L’auteur du Miroir craint pour notre société un engrenage de violences
Mais le seul répressif ne suffit pas. Luc Bronner note que parallèlement au discours politique, c’est l’ensemble de la société qui devient plus violente : dans l’enceinte de l’assemblée nationale déjà; dans la rue, le montrent les débordements des gilets jaunes et les manifestations contre le projet de loi sur les retraites. L’auteur du Miroir craint pour notre société un engrenage de violences.
Les pouvoirs publics ont pris au sérieux l’évolution d’un islam radical vers un islam terroriste, évolution qui « a accentué le rejet des musulmans dans l’opinion et les ressentiments d’une partie des musulmans modérés. »

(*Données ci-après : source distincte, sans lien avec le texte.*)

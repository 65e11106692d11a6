use std::fmt;
use std::str::FromStr;

use base64::Engine;
use base64::engine::general_purpose::URL_SAFE_NO_PAD;

use crate::error::{Error, Result};
use crate::hash::Hash;

/// URI scheme prefix of skylinks returned by uploads.
pub const URI_SKYNET_PREFIX: &str = "sia://";

/// Size of a raw skylink in bytes (2-byte bitfield + 32-byte merkle root).
pub const RAW_SKYLINK_SIZE: usize = 34;

/// Length of the base64url-encoded form of a skylink.
pub const BASE64_SKYLINK_SIZE: usize = 46;

/// Identifier of an immutable blob on Skynet.
///
/// Stored in its canonical 46-character base64url form. The `sia://`
/// prefix is accepted on input and stripped.
///
/// ```
/// use skynet_core::Skylink;
///
/// let link = Skylink::parse("sia://AADeqJt8vPZtW9Nm_Hc5C5EKPmZhYUZGeBqvibofIMMHtg").unwrap();
/// assert_eq!(link.as_str(), "AADeqJt8vPZtW9Nm_Hc5C5EKPmZhYUZGeBqvibofIMMHtg");
/// ```
#[derive(Clone, PartialEq, Eq, Hash, PartialOrd, Ord)]
pub struct Skylink(String);

impl Skylink {
    pub fn parse(s: &str) -> Result<Self> {
        let s = s.trim();
        let s = s.strip_prefix(URI_SKYNET_PREFIX).unwrap_or(s);
        let s = s.split(['/', '?', '#']).next().unwrap_or_default();
        if s.len() != BASE64_SKYLINK_SIZE {
            return Err(Error::InvalidContentReference(format!(
                "skylink must be {BASE64_SKYLINK_SIZE} characters, got {}",
                s.len()
            )));
        }
        let raw = URL_SAFE_NO_PAD
            .decode(s)
            .map_err(|e| Error::InvalidContentReference(format!("skylink is not base64: {e}")))?;
        if raw.len() != RAW_SKYLINK_SIZE {
            return Err(Error::InvalidContentReference(format!(
                "skylink must decode to {RAW_SKYLINK_SIZE} bytes, got {}",
                raw.len()
            )));
        }
        Ok(Self(s.to_owned()))
    }

    /// Interprets the `data` of a registry entry as a skylink.
    pub fn from_entry_data(data: &[u8]) -> Result<Self> {
        let s = std::str::from_utf8(data).map_err(|e| {
            Error::InvalidContentReference(format!("entry data is not utf-8: {e}"))
        })?;
        Self::parse(s)
    }

    /// Builds a version 1 skylink for a blob with the given merkle root.
    pub fn from_root(bitfield: u16, root: &Hash) -> Self {
        let mut raw = [0u8; RAW_SKYLINK_SIZE];
        raw[..2].copy_from_slice(&bitfield.to_le_bytes());
        raw[2..].copy_from_slice(root.as_bytes());
        Self(URL_SAFE_NO_PAD.encode(raw))
    }

    pub fn as_str(&self) -> &str {
        &self.0
    }

    /// The `sia://` form returned by uploads.
    pub fn to_uri(&self) -> String {
        format!("{URI_SKYNET_PREFIX}{}", self.0)
    }

    pub fn to_bytes(&self) -> [u8; RAW_SKYLINK_SIZE] {
        let mut raw = [0u8; RAW_SKYLINK_SIZE];
        // length and alphabet were checked in `parse`/`from_root`
        if let Ok(decoded) = URL_SAFE_NO_PAD.decode(&self.0) {
            raw.copy_from_slice(&decoded);
        }
        raw
    }
}

impl FromStr for Skylink {
    type Err = Error;

    fn from_str(s: &str) -> Result<Self> {
        Self::parse(s)
    }
}

impl fmt::Debug for Skylink {
    fn fmt(&self, f: &mut fmt::Formatter<'_>) -> fmt::Result {
        f.debug_tuple("Skylink").field(&self.0).finish()
    }
}

impl fmt::Display for Skylink {
    fn fmt(&self, f: &mut fmt::Formatter<'_>) -> fmt::Result {
        f.write_str(&self.0)
    }
}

Ils font aussi face à un développement inédit du narcotrafic. Une commission d’enquête parlementaire, qui a travaillé plusieurs mois, parle de « submersion ». Selon Luc Bronner, la question centrale reste celle de la consommation : quelle est cette société qui amène à consommer tant de drogues et dans tous les milieux sociaux ? Par ailleurs l’alcool semble avoir disparu de nos débats alors qu’il reste source de multiples et graves violences.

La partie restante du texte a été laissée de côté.